August 4, 2025 By Linda K Sienkiewicz

Writer Julie Bonner Williams

Please welcome Michigan author Julie Bonner Williams to What, Why, How!

What:

Writing through several decades, I’ve had been fortunate to have opportunities to write in oh-so-many genres. I was first published in Seventeen magazine, selling a poem I wrote at seventeen years old, called “Generations.” I sold four more poems to Seventeen, three of which were published by the time I was nineteen. Poetry is kind of home plate for me. I admit to having many loves, however, and love writing essays and non-fiction works. I’m fascinated by people’s stories, so memoir is a favorite genre.

My first book, Houses in Grand Rapids- Living with the Dead, was recently purchased by Arcadia Publishing.

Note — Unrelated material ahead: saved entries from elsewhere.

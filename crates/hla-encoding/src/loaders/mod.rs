// SPDX-License-Identifier: Apache-2.0 OR MIT
// Copyright (c) 2025-2026 naskel.com

//! Decode-limit profile loaders.
//!
//! # Example
//!
//! ```rust,ignore
//! use hla_encoding::loaders::YamlLoader;
//!
//! let limits = YamlLoader::load_limits("encoding.yaml")?;
//! let mut buffer = ByteWrapper::from_vec(bytes).with_limits(limits);
//! ```

#[cfg(feature = "config-loaders")]
pub mod yaml;

#[cfg(feature = "config-loaders")]
pub use yaml::{YamlEncodingDocument, YamlLoader};
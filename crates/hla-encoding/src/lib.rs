// SPDX-License-Identifier: Apache-2.0 OR MIT
// Copyright (c) 2025-2026 naskel.com

//! # hla-encoding - IEEE 1516.2 data encoding
//!
//! Encoders and decoders for the HLA data representations exchanged between
//! federates: attribute values and interaction parameters travel as byte
//! buffers, and this crate turns typed values into those buffers and back.
//!
//! ## Quick Start
//!
//! ```rust
//! use hla_encoding::{DataElement, HlaAsciiString, HlaFixedRecord, HlaFloat32BE, HlaBoolean};
//!
//! let record = HlaFixedRecord::new()
//!     .with_field(HlaFloat32BE::new(3.14))
//!     .with_field(HlaAsciiString::new("Hello World"))
//!     .with_field(HlaBoolean::new(true));
//!
//! let bytes = record.to_byte_array().unwrap();
//! assert_eq!(bytes.len(), 23);
//!
//! let mut decoded = HlaFixedRecord::new()
//!     .with_field(HlaFloat32BE::default())
//!     .with_field(HlaAsciiString::default())
//!     .with_field(HlaBoolean::default());
//! decoded.decode_bytes(&bytes).unwrap();
//! ```
//!
//! ## Architecture
//!
//! ```text
//! +----------------------------------------------------------------+
//! |  Constructed types                                             |
//! |  HlaFixedArray | HlaVariableArray | HlaFixedRecord | Variant   |
//! +----------------------------------------------------------------+
//! |  Basic / simple types                                          |
//! |  integers, floats (BE/LE) | boolean | chars | strings | opaque |
//! +----------------------------------------------------------------+
//! |  DataElement contract  (boundary, length, encode, decode)      |
//! +----------------------------------------------------------------+
//! |  ByteWrapper  (buffer window, cursor, decode limits)           |
//! +----------------------------------------------------------------+
//! ```
//!
//! ## Key Types
//!
//! | Type | Description |
//! |------|-------------|
//! | [`DataElement`] | Contract every wire type implements |
//! | [`ByteWrapper`] | Bounded window over owned or borrowed bytes, with a cursor |
//! | [`EncoderFactory`] | Creates every encoding type |
//! | [`DecodeLimits`] | Caps on decoded counts and lengths |
//!
//! ## See Also
//!
//! - IEEE 1516.2-2010, clause 4.13 (Data representation)

/// Constructed types: fixed and variable arrays, fixed and variant records.
pub mod aggregate;
/// Basic and simple data representations.
pub mod basic;
/// Bounded byte buffer with a read/write cursor.
pub mod buffer;
/// Wire constants and decode limits.
pub mod config;
/// The `DataElement` contract and element factories.
pub mod element;
/// Error types.
pub mod error;
/// `EncoderFactory`, one creator per encoding type.
pub mod factory;
/// Decode-limit profile loaders (YAML).
pub mod loaders;

pub use aggregate::{HlaFixedArray, HlaFixedRecord, HlaVariableArray, HlaVariantRecord};
pub use basic::{
    HlaAsciiChar, HlaAsciiString, HlaBoolean, HlaByte, HlaFloat32BE, HlaFloat32LE, HlaFloat64BE,
    HlaFloat64LE, HlaInteger16BE, HlaInteger16LE, HlaInteger32BE, HlaInteger32LE,
    HlaInteger64BE, HlaInteger64LE, HlaOctet, HlaOctetPairBE, HlaOctetPairLE, HlaOpaqueData,
    HlaUnicodeChar, HlaUnicodeString,
};
pub use buffer::ByteWrapper;
pub use config::DecodeLimits;
pub use element::{element_factory, factory_fn, DataElement, DataElementFactory};
pub use error::{
    DecoderError, EncoderError, Error, IndexOutOfBounds, Result, WindowOutOfBounds,
};
pub use factory::EncoderFactory;

#[cfg(feature = "config-loaders")]
pub use loaders::YamlLoader;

It is a wonderful hybrid of memoir and non-fiction, hearing and writing about people’s experiences living in houses with paranormal activity.

My essays and feature articles have appeared in Michigan BLUE magazine, and I recently won an honorable mention for my essay, “What Lies Behind Us, What Lies Before Us,” in the 2025 Springfed Writers contest. Fiction is fun, but I seem to have more opportunity to write books, essays, articles, and poems. In that time in my life known as “back in the day” (i.e. college years), I was downright giddy when my Creative Writing Professor -who wrote Hollywood screenplays- used my story, “Phoenix Rising” as an example of how to write short fiction Creative Writing in his ongoing classes. I haven’t ventured into screenplay or stage play writing –yet!

Why: 

I think writing is just stamped on my DNA. I wrote my first short story when I was five years old. I couldn’t actually write (as in form letters and words) yet, but I wrote what I could, read those few words, then just told the story out loud.  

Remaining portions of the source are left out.